Tarafların iddia ve itirazları değerlendirilmiş, kayıtlar celp edilmiş ve bilirkişi incelemesi yaptırılarak, alınan kök ve ek raporlar denetlenmiş yine kaldırma kararı sonrasında her bir fatura yönünden fazladan tahsil edilen bedellerin tespiti için ek rapor alınmıştır. Bilirkişi heyet raporunda özetle; davacının Turizm İşletme Belgesine sahip olduğu, davacı şirketin 0400411 nolu, 26/04/2004 son ödeme tarihli elektrik faturasına göre ticarethane tarifesinden fatura ödediği, davaya konu diğer faturaların dosyada bulunmadığı, davalı şirketin merkezine gidildiğinde eski faturaların sistem tarafından çıkarılamadığı, aynı şekilde davacı tarafından da temin edilemediği, davalının Bakanlar Kurulu Kararı gereğince sanayi tarifesi üzerinden fatura ödemesi gerektiği yönünde görüş ve kanaat sunulmuş; raporda belirtilen eksiklerin giderilmesi üzerine dosya tekrar ek rapor alınması için bilirkişi heyetine tevdi edilmiş ve bilirkişi heyeti sunmuş olduğu 29/12/2014 tarihli ek raporunda özetle; davacının 18/07/2003 tarihinden 25/12/2003 tarihine kadar sanayi tek terim tarifesinden ücret ödediği, 25/12/2003 tarihinden 12/07/2006 tarihine kadar Turizm Teşvik Belgeli Sanayi tarifesinden, geriye kalan diğer zamanlarda ise 2009/07 dönemine kadar ticarethane tarifesinden ödeme yaptığı, tedarik edilen faturalar kapsamında yapılan hesaplamaya göre davacının tarife değişikliği nedeniyle fazlaca ödediği miktarın 61.232,05-TL olduğu yönünde görüş ve kanaat sunmuş, 09/05/2016 tarihli ek raporunda ise 09/09/2005-12/07/2006 tarihleri arasında 10 adet fatura nedeniyle de 12.289,50 TL fark bedel bulunduğu belirtilmiş, 08/10/2018 tarihli ek raporda ise her bir fatura yönünden fazladan tahsil edilen bedeller tek tek belirlenmiştir.

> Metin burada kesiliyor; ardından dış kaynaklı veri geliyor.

//! Products Domain
//!
//! Catalog access layer for product records: paginated listing with
//! filters, full-text search and single-record CRUD, with SKU uniqueness and
//! a typed not-found / conflict contract.
//!
//! # Architecture
//!
//! ```text
//! ┌─────────────┐
//! │   Service   │  ← Invariants, error taxonomy
//! └──────┬──────┘
//!        │
//! ┌──────▼──────┐
//! │ Repository  │  ← Filters, pagination envelopes
//! └──────┬──────┘
//!        │
//! ┌──────▼──────┐
//! │Storage port │  ← ProductStore trait (MongoDB, in-memory)
//! └─────────────┘
//! ```
//!
//! # Usage
//!
//! ```rust,no_run
//! use core_config::FromEnv;
//! use domain_products::{
//!     CatalogConfig, MongoProductStore, ProductQuery, ProductService, StoreProductRepository,
//! };
//!
//! # async fn example() -> Result<(), Box<dyn std::error::Error>> {
//! let config = CatalogConfig::from_env()?;
//! let store = MongoProductStore::connect(&config).await?;
//! store.init_indexes().await?;
//!
//! let service = ProductService::new(StoreProductRepository::new(store));
//! let page = service.list_products(ProductQuery::default()).await?;
//! println!("{} products", page.total);
//! # Ok(())
//! # }
//! ```

pub mod config;
pub mod error;
pub mod memory;
pub mod models;
pub mod mongodb;
pub mod repository;
pub mod service;
pub mod storage;

// Re-export commonly used types
pub use config::CatalogConfig;
pub use error::{CatalogError, CatalogResult};
pub use memory::InMemoryProductStore;
pub use models::{
    NewProduct, PageRequest, Product, ProductChanges, ProductId, ProductPage, ProductPatch,
    ProductQuery,
};
pub use crate::mongodb::MongoProductStore;
pub use repository::{ProductRepository, StoreProductRepository};
pub use service::ProductService;
pub use storage::{ProductPredicate, ProductStore, StorageError, StorageResult};
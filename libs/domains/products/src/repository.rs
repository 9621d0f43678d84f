use async_trait::async_trait;
use tracing::instrument;

use crate::models::{NewProduct, PageRequest, Product, ProductId, ProductPage, ProductPatch, ProductQuery};
use crate::storage::{ProductPredicate, ProductStore, StorageResult};

/// Repository trait for catalog data access
///
/// Pure translation between request shapes and store calls. Absence is a
/// value here (`Option` / `bool`), never an error.
#[cfg_attr(test, mockall::automock)]
#[async_trait]
pub trait ProductRepository: Send + Sync {
    /// One page of products matching the query's filters, plus the total
    async fn list_page(&self, query: ProductQuery) -> StorageResult<ProductPage>;

    async fn get_by_id(&self, id: &ProductId) -> StorageResult<Option<Product>>;

    /// Exact SKU lookup, used for the uniqueness pre-check
    async fn get_by_sku(&self, sku: &str) -> StorageResult<Option<Product>>;

    async fn insert(&self, input: NewProduct) -> StorageResult<Product>;

    /// Apply the present fields of `patch`; `sku` is never written
    async fn update_by_id(&self, id: &ProductId, patch: ProductPatch)
        -> StorageResult<Option<Product>>;

    async fn delete_by_id(&self, id: &ProductId) -> StorageResult<bool>;

    /// Full-text search over name and description
    async fn search_page(&self, query: &str, page: PageRequest) -> StorageResult<ProductPage>;
}

/// ProductRepository backed by any [`ProductStore`]
#[derive(Debug, Clone)]
pub struct StoreProductRepository<S: ProductStore> {
    store: S,
}

impl<S: ProductStore> StoreProductRepository<S> {
    pub fn new(store: S) -> Self {
        Self { store }
    }
}

#[async_trait]
impl<S: ProductStore> ProductRepository for StoreProductRepository<S> {
    #[instrument(skip(self))]
    async fn list_page(&self, query: ProductQuery) -> StorageResult<ProductPage> {
        let predicate = ProductPredicate::from(&query);
        let request = query.page_request();

        // Page and count are independent reads; they may straddle a write.
        let (products, total) = tokio::try_join!(
            self.store.find_many(&predicate, request.skip(), request.limit),
            self.store.count(&predicate),
        )?;

        Ok(ProductPage::new(products, total, request))
    }

    #[instrument(skip(self))]
    async fn get_by_id(&self, id: &ProductId) -> StorageResult<Option<Product>> {
        self.store.find_by_id(id).await
    }

    #[instrument(skip(self))]
    async fn get_by_sku(&self, sku: &str) -> StorageResult<Option<Product>> {
        self.store.find_one(&ProductPredicate::by_sku(sku)).await
    }

    #[instrument(skip(self, input), fields(sku = %input.sku))]
    async fn insert(&self, input: NewProduct) -> StorageResult<Product> {
        self.store.insert(input).await
    }

    #[instrument(skip(self, patch))]
    async fn update_by_id(
        &self,
        id: &ProductId,
        patch: ProductPatch,
    ) -> StorageResult<Option<Product>> {
        let (changes, dropped_sku) = patch.into_changes();
        if let Some(sku) = dropped_sku {
            tracing::debug!(product_id = %id, %sku, "Ignoring sku in update, it is immutable");
        }
        self.store.update_by_id(id, changes).await
    }

    #[instrument(skip(self))]
    async fn delete_by_id(&self, id: &ProductId) -> StorageResult<bool> {
        self.store.delete_by_id(id).await
    }

    #[instrument(skip(self))]
    async fn search_page(&self, query: &str, page: PageRequest) -> StorageResult<ProductPage> {
        let (products, total) = tokio::try_join!(
            self.store.text_search(query, page.skip(), page.limit),
            self.store.text_search_count(query),
        )?;

        Ok(ProductPage::new(products, total, page))
    }
}
use chrono::{DateTime, Utc};
use serde::{Deserialize, Serialize};
use std::collections::BTreeMap;
use std::fmt;
use uuid::Uuid;
use validator::Validate;

/// Opaque product identifier.
///
/// Assigned by the store on insert and never reassigned. Callers treat it as
/// an opaque string; lookups with an unknown value are simply absent.
#[derive(Debug, Clone, PartialEq, Eq, Hash, PartialOrd, Ord, Serialize, Deserialize)]
#[serde(transparent)]
pub struct ProductId(String);

impl ProductId {
    /// Generate a fresh, time-ordered identifier
    pub fn generate() -> Self {
        Self(Uuid::now_v7().to_string())
    }

    pub fn as_str(&self) -> &str {
        &self.0
    }
}

impl fmt::Display for ProductId {
    fn fmt(&self, f: &mut fmt::Formatter<'_>) -> fmt::Result {
        f.write_str(&self.0)
    }
}

impl From<String> for ProductId {
    fn from(value: String) -> Self {
        Self(value)
    }
}

impl From<&str> for ProductId {
    fn from(value: &str) -> Self {
        Self(value.to_string())
    }
}

/// Product entity - a catalog record as persisted by the store
#[derive(Debug, Clone, PartialEq, Serialize, Deserialize)]
#[serde(rename_all = "camelCase")]
pub struct Product {
    /// Unique identifier (stored as _id in MongoDB)
    #[serde(rename = "_id", alias = "id")]
    pub id: ProductId,
    /// Stock keeping unit, unique and immutable
    pub sku: String,
    pub name: String,
    pub description: String,
    pub category: String,
    pub subcategory: String,
    pub price: f64,
    pub brand: String,
    pub image_url: String,
    #[serde(default)]
    pub features: Vec<String>,
    #[serde(default)]
    pub specifications: BTreeMap<String, String>,
    #[serde(default)]
    pub stock: u32,
    pub created_at: DateTime<Utc>,
    pub updated_at: DateTime<Utc>,
}

/// Price must be a finite, non-negative number
fn validate_price(price: f64) -> Result<(), validator::ValidationError> {
    if !price.is_finite() || price < 0.0 {
        return Err(validator::ValidationError::new("invalid_price"));
    }
    Ok(())
}

/// DTO for creating a new product
#[derive(Debug, Clone, PartialEq, Serialize, Deserialize, Validate)]
#[serde(rename_all = "camelCase")]
pub struct NewProduct {
    #[validate(length(min = 1, max = 64))]
    pub sku: String,
    #[validate(length(min = 1, max = 200))]
    pub name: String,
    #[validate(length(min = 1))]
    pub description: String,
    #[validate(length(min = 1))]
    pub category: String,
    #[validate(length(min = 1))]
    pub subcategory: String,
    #[validate(custom(function = "validate_price"))]
    pub price: f64,
    #[validate(length(min = 1))]
    pub brand: String,
    #[validate(url)]
    pub image_url: String,
    #[serde(default)]
    pub features: Vec<String>,
    #[serde(default)]
    pub specifications: BTreeMap<String, String>,
    #[serde(default)]
    pub stock: u32,
}

/// Partial update as supplied by a caller.
///
/// `None` leaves the stored value untouched; `Some` replaces it, including
/// with zero or an empty list. Present fields obey the same rules as
/// [`NewProduct`]. A `sku` may be present on the wire but is
/// never applied (see [`ProductPatch::into_changes`]).
#[derive(Debug, Clone, Default, PartialEq, Serialize, Deserialize, Validate)]
#[serde(rename_all = "camelCase")]
pub struct ProductPatch {
    pub sku: Option<String>,
    #[validate(length(min = 1, max = 200))]
    pub name: Option<String>,
    #[validate(length(min = 1))]
    pub description: Option<String>,
    #[validate(length(min = 1))]
    pub category: Option<String>,
    #[validate(length(min = 1))]
    pub subcategory: Option<String>,
    #[validate(custom(function = "validate_price"))]
    pub price: Option<f64>,
    #[validate(length(min = 1))]
    pub brand: Option<String>,
    #[validate(url)]
    pub image_url: Option<String>,
    pub features: Option<Vec<String>>,
    pub specifications: Option<BTreeMap<String, String>>,
    pub stock: Option<u32>,
}

impl ProductPatch {
    /// Drop the immutable `sku` and return the fields a store may write.
    ///
    /// The discarded SKU, if any, is returned alongside so callers can log it.
    pub fn into_changes(self) -> (ProductChanges, Option<String>) {
        let changes = ProductChanges {
            name: self.name,
            description: self.description,
            category: self.category,
            subcategory: self.subcategory,
            price: self.price,
            brand: self.brand,
            image_url: self.image_url,
            features: self.features,
            specifications: self.specifications,
            stock: self.stock,
        };
        (changes, self.sku)
    }
}

/// Storage-facing update set. Has no `sku` field by construction.
#[derive(Debug, Clone, Default, PartialEq, Serialize)]
#[serde(rename_all = "camelCase")]
pub struct ProductChanges {
    #[serde(skip_serializing_if = "Option::is_none")]
    pub name: Option<String>,
    #[serde(skip_serializing_if = "Option::is_none")]
    pub description: Option<String>,
    #[serde(skip_serializing_if = "Option::is_none")]
    pub category: Option<String>,
    #[serde(skip_serializing_if = "Option::is_none")]
    pub subcategory: Option<String>,
    #[serde(skip_serializing_if = "Option::is_none")]
    pub price: Option<f64>,
    #[serde(skip_serializing_if = "Option::is_none")]
    pub brand: Option<String>,
    #[serde(skip_serializing_if = "Option::is_none")]
    pub image_url: Option<String>,
    #[serde(skip_serializing_if = "Option::is_none")]
    pub features: Option<Vec<String>>,
    #[serde(skip_serializing_if = "Option::is_none")]
    pub specifications: Option<BTreeMap<String, String>>,
    #[serde(skip_serializing_if = "Option::is_none")]
    pub stock: Option<u32>,
}
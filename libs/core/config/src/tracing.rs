use crate::Environment;
use tracing::{debug, info};
use tracing_subscriber::{prelude::*, EnvFilter};

/// Default filter when `RUST_LOG` is not set.
///
/// Production keeps catalog operations at `info` and silences driver chatter;
/// development logs the whole request path.
pub fn default_directive(environment: &Environment) -> &'static str {
    if environment.is_production() {
        "info,mongodb=warn"
    } else {
        "debug,mongodb=info"
    }
}

/// Initialize tracing with environment-aware configuration and error span capture.
///
/// - **Production** (`APP_ENV=production`): JSON lines, flattened events,
///   module targets hidden.
/// - **Development** (default): pretty, human-readable output.
///
/// Both include [`tracing_error::ErrorLayer`] so errors built inside an
/// instrumented catalog operation can carry the active span trace.
/// `RUST_LOG` overrides the default filter.
///
/// Safe to call more than once: later calls leave the first subscriber in
/// place, which is what test binaries need.
pub fn init_tracing(environment: &Environment) {
    let filter = EnvFilter::try_from_default_env()
        .unwrap_or_else(|_| EnvFilter::new(default_directive(environment)));

    let result = if environment.is_production() {
        tracing_subscriber::registry()
            .with(
                tracing_subscriber::fmt::layer()
                    .json()
                    .with_target(false)
                    .flatten_event(true),
            )
            .with(tracing_error::ErrorLayer::default())
            .with(filter)
            .try_init()
    } else {
        tracing_subscriber::registry()
            .with(
                tracing_subscriber::fmt::layer()
                    .with_target(true)
                    .with_file(false)
                    .with_line_number(false)
                    .pretty(),
            )
            .with(tracing_error::ErrorLayer::default())
            .with(filter)
            .try_init()
    };

    match result {
        Ok(_) => info!(?environment, "Tracing initialized"),
        Err(_) => debug!("Tracing already initialized, skipping re-initialization"),
    }
}
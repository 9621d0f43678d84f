//! Shared configuration primitives for catalog services.
//!
//! Every crate that reads settings from the process environment implements
//! [`FromEnv`] on its own config struct and builds it from the helpers here,
//! so missing and malformed variables surface as the same [`ConfigError`].

pub mod tracing;

use std::env;
use std::fmt::Display;
use std::str::FromStr;
use thiserror::Error;

/// Configuration error type
#[derive(Error, Debug)]
pub enum ConfigError {
    #[error("Environment variable '{0}' is required but not set")]
    MissingEnvVar(String),

    #[error("Failed to parse environment variable '{key}': {details}")]
    ParseError { key: String, details: String },
}

/// Deployment environment, selected by `APP_ENV`
#[derive(Clone, Copy, Debug, PartialEq, Eq)]
pub enum Environment {
    Development,
    Production,
}

impl Environment {
    pub fn from_env() -> Self {
        let app_env = env_or_default("APP_ENV", "development");

        if app_env.eq_ignore_ascii_case("production") {
            Environment::Production
        } else {
            Environment::Development
        }
    }

    pub fn is_production(&self) -> bool {
        matches!(self, Environment::Production)
    }

    pub fn is_development(&self) -> bool {
        matches!(self, Environment::Development)
    }
}

/// Trait for configuration that can be loaded from environment variables
pub trait FromEnv: Sized {
    fn from_env() -> Result<Self, ConfigError>;
}

/// Read `key`, falling back to `default` when unset
pub fn env_or_default(key: &str, default: &str) -> String {
    env::var(key).unwrap_or_else(|_| default.to_string())
}

/// Read the first of `keys` that is set.
///
/// Used for variables that have a legacy alias (`MONGODB_URL` / `MONGO_URL`).
pub fn env_first(keys: &[&str]) -> Option<String> {
    keys.iter().find_map(|key| env::var(key).ok())
}

/// Read `key` and parse it, using `default` when unset.
///
/// A value that is set but does not parse is an error, never silently
/// replaced by the default.
pub fn env_parse<T>(key: &str, default: T) -> Result<T, ConfigError>
where
    T: FromStr,
    T::Err: Display,
{
    match env::var(key) {
        Ok(raw) => raw.trim().parse().map_err(|e: T::Err| ConfigError::ParseError {
            key: key.to_string(),
            details: e.to_string(),
        }),
        Err(_) => Ok(default),
    }
}
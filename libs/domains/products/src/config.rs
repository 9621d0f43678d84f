use core_config::{env_first, env_or_default, env_parse, ConfigError, FromEnv};

/// Settings for the MongoDB-backed catalog store
///
/// Environment variables:
/// - `MONGODB_URL` or `MONGO_URL` (required) - connection string
/// - `MONGODB_DATABASE` or `MONGO_DATABASE` (default: `products`)
/// - `PRODUCTS_COLLECTION` (default: `products`)
/// - `MONGODB_APP_NAME` (optional) - application name for server logs
/// - `MONGODB_MAX_POOL_SIZE` (default: 100)
/// - `MONGODB_MIN_POOL_SIZE` (default: 5)
/// - `MONGODB_CONNECT_TIMEOUT_SECS` (default: 10)
/// - `MONGODB_SERVER_SELECTION_TIMEOUT_SECS` (default: 30)
#[derive(Clone, Debug, PartialEq, Eq)]
pub struct CatalogConfig {
    pub mongo_url: String,
    pub database: String,
    pub collection: String,
    pub app_name: Option<String>,
    pub max_pool_size: u32,
    pub min_pool_size: u32,
    pub connect_timeout_secs: u64,
    pub server_selection_timeout_secs: u64,
}

impl CatalogConfig {
    pub fn new(mongo_url: impl Into<String>, database: impl Into<String>) -> Self {
        Self {
            mongo_url: mongo_url.into(),
            database: database.into(),
            ..Default::default()
        }
    }

    pub fn with_collection(mut self, collection: impl Into<String>) -> Self {
        self.collection = collection.into();
        self
    }

    pub fn with_app_name(mut self, app_name: impl Into<String>) -> Self {
        self.app_name = Some(app_name.into());
        self
    }
}

impl Default for CatalogConfig {
    fn default() -> Self {
        Self {
            mongo_url: "mongodb://localhost:27017".to_string(),
            database: "products".to_string(),
            collection: "products".to_string(),
            app_name: None,
            max_pool_size: 100,
            min_pool_size: 5,
            connect_timeout_secs: 10,
            server_selection_timeout_secs: 30,
        }
    }
}

impl FromEnv for CatalogConfig {
    fn from_env() -> Result<Self, ConfigError> {
        let mongo_url = env_first(&["MONGODB_URL", "MONGO_URL"])
            .ok_or_else(|| ConfigError::MissingEnvVar("MONGODB_URL or MONGO_URL".to_string()))?;

        let database =
            env_first(&["MONGODB_DATABASE", "MONGO_DATABASE"]).unwrap_or_else(|| "products".to_string());

        let min_pool_size = env_parse("MONGODB_MIN_POOL_SIZE", 5)?;
        let max_pool_size = env_parse("MONGODB_MAX_POOL_SIZE", 100)?;
        if min_pool_size > max_pool_size {
            return Err(ConfigError::ParseError {
                key: "MONGODB_MIN_POOL_SIZE".to_string(),
                details: format!("{min_pool_size} exceeds MONGODB_MAX_POOL_SIZE {max_pool_size}"),
            });
        }

        Ok(Self {
            mongo_url,
            database,
            collection: env_or_default("PRODUCTS_COLLECTION", "products"),
            app_name: std::env::var("MONGODB_APP_NAME").ok(),
            max_pool_size,
            min_pool_size,
            connect_timeout_secs: env_parse("MONGODB_CONNECT_TIMEOUT_SECS", 10)?,
            server_selection_timeout_secs: env_parse("MONGODB_SERVER_SELECTION_TIMEOUT_SECS", 30)?,
        })
    }
}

2634 Sayılı Turizmi Teşvik Kanununun 16. maddesi “Turizm belgeli yatırım ve işletmeler elektrik, gaz ve su ücretlerini o bölgedeki sanayi ve meskenlere uygulanan tarifelerden en düşüğü üzerinden öderler.” hükmünü içermektedir. 4736 sayılı Kamu Kurum ve Kuruluşlarının Ürettikleri Mal ve Hizmet Tarifeleri ile Bazı Kanunlarda Değişiklik Yapılması Hakkında Kanunun 1. maddesinde, “Genel bütçeye dahil daireler ile katma bütçeli idareler, bunlara bağlı döner sermayeli kuruluşlar, kanunla kurulan fonlar, kefalet sandıkları, sosyal güvenlik kuruluşları, genel ve katma bütçelerin transfer tertiplerinden yardım alan kuruluşlar, kamu iktisadi teşebbüsleri ve bağlı ortaklıkları ile müesseseleri, il özel idareleri ve belediyeler ile bunların kurdukları birlik, müessese ve işletmeler, özel bütçeli kuruluşlar, özelleştirme işlemleri tamamlanıncaya kadar, 24/11/1994 tarihli ve 4046 sayılı Kanuna tabi kuruluşlar ve özel hukuk hükümlerine tabi, kamunun çoğunluk hissesine sahip olduğu kuruluşlar, kamu banka ve kuruluşları ile bunlara bağlı iş yerleri ve diğer kamu kurum ve kuruluşlarınca üretilen mal ve hizmet bedellerinde işletmecilik gereği yapılması gereken ticari indirimler hariç herhangi bir kişi veya kuruma ücretsiz veya indirimli tarife uygulanmaz.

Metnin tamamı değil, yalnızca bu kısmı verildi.